Class valedictorian Probationary Firefighter Sharon Corriveau and her classmates prepare to enter the auditorium.

Class valedictorian, Probationary Firefighter Sharon Corriveau and her classmates prepare to enter the auditorium.department.

Friday’s commencement was the culmination of 16 weeks of classroom and external training for the “probies.” The process actually began in August of 2013 with the submission of applications. Written and physical tests as well as a mental evaluations followed. The candidates were accepted into the academy in November.

EPFD Training Division Director Captain John Kelahan next told the class, among other things, “We welcome you to this department, to the greatest profession on earth. You have truly earned it.”

Of PF Corriveau’s noteworthy achievement, Capt. Kelahan quipped, “You proved one thing, in this academy at least, that girls are really smarter than boys.”

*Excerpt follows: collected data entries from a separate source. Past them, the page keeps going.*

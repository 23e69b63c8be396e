//! Client-local preferences (selected zone, theme, panels).
//!
//! A `PreferenceStore` is handed to whoever needs preferences; there is no
//! global settings object.  `load` merges whatever is on disk over the
//! defaults field by field, so files written by older versions keep working.

use serde::{Deserialize, Serialize};
use std::path::{Path, PathBuf};
use tracing::warn;

pub const DEFAULT_THEME: &str = "Basic Black";

/// Cosmetic layers a theme switches on.  Only `canvas` affects the sync engine.
#[derive(Debug, Clone, Copy, PartialEq, Eq)]
pub struct ThemeConfig {
    pub name: &'static str,
    pub diffused_background: bool,
    pub kaleidoscope_background: bool,
    pub canvas: bool,
}

pub const THEMES: &[ThemeConfig] = &[
    ThemeConfig {
        name: "Basic Black",
        diffused_background: false,
        kaleidoscope_background: false,
        canvas: false,
    },
    ThemeConfig {
        name: "Robust",
        diffused_background: true,
        kaleidoscope_background: false,
        canvas: false,
    },
    ThemeConfig {
        name: "Live",
        diffused_background: true,
        kaleidoscope_background: false,
        canvas: true,
    },
    ThemeConfig {
        name: "Kaleidoscope",
        diffused_background: false,
        kaleidoscope_background: true,
        canvas: false,
    },
];

/// Look a theme up by name, case-insensitively.  Unknown names get the default theme.
pub fn theme(name: &str) -> &'static ThemeConfig {
    THEMES
        .iter()
        .find(|t| t.name.eq_ignore_ascii_case(name))
        .unwrap_or(&THEMES[0])
}

#[derive(Debug, Clone, PartialEq, Eq, Serialize, Deserialize)]
#[serde(default)]
pub struct Preferences {
    pub selected_zone: Option<String>,
    pub theme: String,
    pub show_streaming_links: bool,
}

impl Default for Preferences {
    fn default() -> Self {
        Self {
            selected_zone: None,
            theme: DEFAULT_THEME.to_string(),
            show_streaming_links: false,
        }
    }
}

impl Preferences {
    pub fn theme(&self) -> &'static ThemeConfig {
        theme(&self.theme)
    }

    pub fn canvas_enabled(&self) -> bool {
        self.theme().canvas
    }
}

#[derive(Debug, Clone)]
pub struct PreferenceStore {
    path: PathBuf,
}

impl PreferenceStore {
    pub fn new(path: impl Into<PathBuf>) -> Self {
        Self { path: path.into() }
    }

    pub fn path(&self) -> &Path {
        &self.path
    }

    /// Stored preferences merged over defaults.  A missing file is not an
    /// error; a corrupt one is logged and ignored.
    pub fn load(&self) -> Preferences {
        let content = match std::fs::read_to_string(&self.path) {
            Ok(c) => c,
            Err(_) => return Preferences::default(),
        };
        match serde_json::from_str::<Preferences>(&content) {
            Ok(prefs) => prefs,
            Err(e) => {
                warn!("Ignoring unreadable preferences {}: {}", self.path.display(), e);
                Preferences::default()
            }
        }
    }

    pub fn save(&self, prefs: &Preferences) -> anyhow::Result<()> {
        if let Some(parent) = self.path.parent() {
            std::fs::create_dir_all(parent)?;
        }
        let json = serde_json::to_string_pretty(prefs)?;
        std::fs::write(&self.path, json)?;
        Ok(())
    }

    /// Load, apply `f`, save.  Returns the saved value.
    pub fn update(&self, f: impl FnOnce(&mut Preferences)) -> anyhow::Result<Preferences> {
        let mut prefs = self.load();
        f(&mut prefs);
        self.save(&prefs)?;
        Ok(prefs)
    }
}

#[cfg(test)]
mod tests {
    use super::*;

    #[test]
    fn test_missing_file_yields_defaults() {
        let dir = tempfile::tempdir().unwrap();
        let store = PreferenceStore::new(dir.path().join("nope.json"));
        assert_eq!(store.load(), Preferences::default());
    }

    #[test]
    fn test_partial_file_merges_over_defaults() {
        let dir = tempfile::tempdir().unwrap();
        let path = dir.path().join("prefs.json");
        std::fs::write(&path, r#"{"selected_zone":"Kitchen","legacy_flag":true}"#).unwrap();
        let prefs = PreferenceStore::new(&path).load();
        assert_eq!(prefs.selected_zone.as_deref(), Some("Kitchen"));
        assert_eq!(prefs.theme, DEFAULT_THEME);
        assert!(!prefs.show_streaming_links);
    }

    #[test]
    fn test_corrupt_file_yields_defaults() {
        let dir = tempfile::tempdir().unwrap();
        let path = dir.path().join("prefs.json");
        std::fs::write(&path, "{not json").unwrap();
        assert_eq!(PreferenceStore::new(&path).load(), Preferences::default());
    }

    #[test]
    fn test_update_round_trips_through_disk() {
        let dir = tempfile::tempdir().unwrap();
        let store = PreferenceStore::new(dir.path().join("nested").join("prefs.json"));
        store
            .update(|p| {
                p.theme = "live".to_string();
                p.selected_zone = Some("Patio".to_string());
            })
            .unwrap();
        let prefs = store.load();
        assert_eq!(prefs.selected_zone.as_deref(), Some("Patio"));
        assert!(prefs.canvas_enabled());
    }

    #[test]
    fn test_unknown_theme_falls_back() {
        assert_eq!(theme("Neon").name, DEFAULT_THEME);
        assert!(theme("LIVE").canvas);
    }
}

Firefighter Steven Favulli Sr., of the Worcester (Massachusetts) Fire Department, delivered the key note address. Referring to the class members as “boots,” Firefighter Favulli spoke of the importance the profession places on pride, honor, integrity and tradition. He told the recruits to “respect residents” of the city and that the “people are our No. 1 priority.”

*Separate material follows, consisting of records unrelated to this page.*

/// SyncCore: single-owner event loop for one zone's now-playing state.
///
/// Everything that mutates the snapshot, the poll bookkeeping or the control
/// state goes through `CoreEvent`s on one `mpsc` channel.  Network calls and
/// timers run in spawned tasks that report back on the same channel, tagged
/// with the subscription `generation` they were started for; anything that
/// arrives for an older generation is dropped on the floor.
///
/// Observers follow along through `CoreUpdate`s on a `tokio::sync::broadcast`
/// channel, or ask for a full `CoreStatus`.
use std::sync::Arc;
use std::time::Duration;

use casa_proto::config::Config;
use casa_proto::prefs::{PreferenceStore, Preferences};
use casa_proto::protocol::{
    NowPlayingSnapshot, PlaybackStatus, PlayerAction, Track, TrackIdentity, ZoneSummary,
};
use tokio::sync::{broadcast, mpsc, oneshot};
use tokio::task::AbortHandle;
use tokio::time::{Instant, MissedTickBehavior};
use tokio_util::sync::CancellationToken;
use tracing::{debug, info, warn};

use crate::api::{ExternalMedia, ZoneApi};
use crate::canvas::CanvasMeta;
use crate::control::{self, NoticeBoard, VolumeState};
use crate::environment::{EnvironmentEvent, Visibility};
use crate::error::{SyncError, SyncResult};
use crate::fetcher::{fetch_now_playing, FetchOutcome};
use crate::intent::IntentState;
use crate::palette::{self, Palette};
use crate::progress::{ProgressClock, TickEffect, TickerChange};
use crate::schedule::{self, PollState};
use crate::track_change::TrackChangeDetector;

const EVENT_BUFFER: usize = 256;
const UPDATE_BUFFER: usize = 256;
const TICK: Duration = Duration::from_secs(1);
const VOLUME_UNKNOWN: &str = "Volume unavailable: cannot mute";

// ── Public surface ────────────────────────────────────────────────────────────

/// What the view should be showing instead of (or along with) the controls.
#[derive(Debug, Clone, PartialEq, Eq)]
pub enum ViewState {
    /// No zone selected.
    Idle,
    /// Waiting for the first now-playing document.
    Loading,
    /// The first fetch failed; nothing to show yet.
    Failed(String),
    /// The zone reports no current song.
    NoSong,
    Ready,
}

#[derive(Debug, Clone)]
pub enum CoreUpdate {
    Zone(Option<String>),
    View(ViewState),
    /// Snapshot replaced, or its status changed locally.
    Snapshot(NowPlayingSnapshot),
    Progress { progress_secs: u32, duration_secs: u32 },
    TrackChanged { identity: TrackIdentity, track: Track },
    Artwork(Option<String>),
    /// `None` when canvas lookups are off or the track has no streaming id.
    Canvas(Option<CanvasMeta>),
    Palette(Palette),
    Volume(u8),
    /// Transient control-failure notice; `None` once it expires.
    Notice(Option<String>),
}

A 32-year veteran and third-generation firefighter, he said the “boots” should “leave the job at the station” and should share their feelings with their loved ones before and after every shift. He spoke of their new “second family,” the brotherhood of firefighters, a group they will be a part of for the rest of their lives.

In closing he said, “stay safe, take care of each other and enjoy the ride. It’s the best.”

Worcester firefighter Steven Joseph Favulli, Sr. gives a heartfelt speech during the commencement.

Worcester firefighter Steven Joseph Favulli, Sr. gives a heartfelt speech during the commencement.

EPFD Chief Oscar Elmasian and Mayor James Briden administered the probationary firefighters the Oath of Office. Chief Elmasian then welcomed the graduates to the department.

Chief Elmasian told the recruits they had just completed “one of the most thorough and stringent academies not just in the state, but in the country.”

Besides announcing the new Leadership Award for the academy, Chief Elmasian also introduced a mentoring program, which pairs veterans of the department with each new member throughout the probationary period of at least one year.

Of the evening and the beginning of their career journey, Chief Elmasian said all of the elder firefighters in the audience “wish we could be sitting in those seats and starting all over again.”

Noting the importance of comportment, the chief implored the new firefighters to know their “conduct, on and off the job, is a reflection of this department and this city.”

Probationary firefighters march onto the stage.

Probationary firefighters march onto the stage.

The lone city resident to complete the academy was Probationary Firefighter Handfield. A Barrington native and Barrington High School graduate, he has long-standing ties to East Providence. His family was once the proprietor of Airwick Janitorial Supply Co. here.

“My family owned a business in East Providence for 32 years. I pretty much grew up working in the city. I used to see the (fire) trucks go by,” said PF Handfield, 36 and a city resident since 2005. “About six years ago I got involved with the harbor patrol. I saw both sides of public service, police and fire.

“When my parents retired and sold the business, I was looking at what I was going to do next. I took my EMT and cardiac courses. I started taking the written tests. When this opportunity came along, I jumped at it. There was no option for me. The choice was easy. I wanted to work in East Providence. It’s just a great city.”